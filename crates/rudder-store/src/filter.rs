//! List filters: field predicates and tag matching.

use chrono::{DateTime, Utc};
use rudder_types::{Status, StoredEntity};

use crate::error::{Result, StoreError};

/// A single list predicate.
#[derive(Debug, Clone)]
pub enum FilterCond {
    /// Entity status is one of the given set.
    StatusIn(Vec<Status>),
    /// Entity was last modified strictly before the instant.
    ModifiedBefore(DateTime<Utc>),
    NameEquals(String),
    /// Entity carries the tag key with exactly this value.
    TagEquals { key: String, value: String },
}

impl FilterCond {
    fn matches(&self, entity: &StoredEntity) -> bool {
        let base = entity.base();
        match self {
            FilterCond::StatusIn(statuses) => statuses.contains(&base.status),
            FilterCond::ModifiedBefore(instant) => base.modified_time < *instant,
            FilterCond::NameEquals(name) => &base.name == name,
            FilterCond::TagEquals { key, value } => {
                base.tags.get(key).map(|v| v == value).unwrap_or(false)
            }
        }
    }
}

/// Conjunction of predicates applied to list results. An empty filter matches
/// everything.
#[derive(Debug, Clone, Default)]
pub struct Filter {
    conds: Vec<FilterCond>,
}

impl Filter {
    pub fn everything() -> Self {
        Self::default()
    }

    pub fn add(mut self, cond: FilterCond) -> Self {
        self.conds.push(cond);
        self
    }

    /// Parses `key=value` tag selectors the way list endpoints accept them.
    pub fn with_tags(mut self, tags: &[String]) -> Result<Self> {
        for tag in tags {
            let (key, value) = tag
                .split_once('=')
                .ok_or_else(|| StoreError::Backend(format!("invalid tag selector {tag:?}")))?;
            self.conds.push(FilterCond::TagEquals {
                key: key.to_string(),
                value: value.to_string(),
            });
        }
        Ok(self)
    }

    pub fn matches(&self, entity: &StoredEntity) -> bool {
        self.conds.iter().all(|c| c.matches(entity))
    }
}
++++++
Transcribe the material exactly as it reads.

■ **COMPLETED EXERCISE**
filename crates/rudder-store/src/filter.rs
//! List filters: field predicates and tag matching.

use chrono::{DateTime, Utc};
use rudder_types::{Status, StoredEntity};

use crate::error::{Result, StoreError};

/// A single list predicate.
#[derive(Debug, Clone)]
pub enum FilterCond {
    /// Entity status is one of the given set.
    StatusIn(Vec<Status>),
    /// Entity was last modified strictly before the instant.
    ModifiedBefore(DateTime<Utc>),
    NameEquals(String),
    /// Entity carries the tag key with exactly this value.
    TagEquals { key: String, value: String },
}

impl FilterCond {
    fn matches(&self, entity: &StoredEntity) -> bool {
        let base = entity.base();
        match self {
            FilterCond::StatusIn(statuses) => statuses.contains(&base.status),
            FilterCond::ModifiedBefore(instant) => base.modified_time < *instant,
            FilterCond::NameEquals(name) => &base.name == name,
            FilterCond::TagEquals { key, value } => {
                base.tags.get(key).map(|v| v == value).unwrap_or(false)
            }
        }
    }
}

/// Conjunction of predicates applied to list results. An empty filter matches
/// everything.
#[derive(Debug, Clone, Default)]
pub struct Filter {
    conds: Vec<FilterCond>,
}

impl Filter {
    pub fn everything() -> Self {
        Self::default()
    }

    pub fn add(mut self, cond: FilterCond) -> Self {
        self.conds.push(cond);
        self
    }

    /// Parses `key=value` tag selectors the way list endpoints accept them.
    pub fn with_tags(mut self, tags: &[String]) -> Result<Self> {
        for tag in tags {
            let (key, value) = tag
                .split_once('=')
                .ok_or_else(|| StoreError::Backend(format!("invalid tag selector {tag:?}")))?;
            self.conds.push(FilterCond::TagEquals {
                key: key.to_string(),
                value: value.to_string(),
            });
        }
        Ok(self)
    }

    pub fn matches(&self, entity: &StoredEntity) -> bool {
        self.conds.iter().all(|c| c.matches(entity))
    }
}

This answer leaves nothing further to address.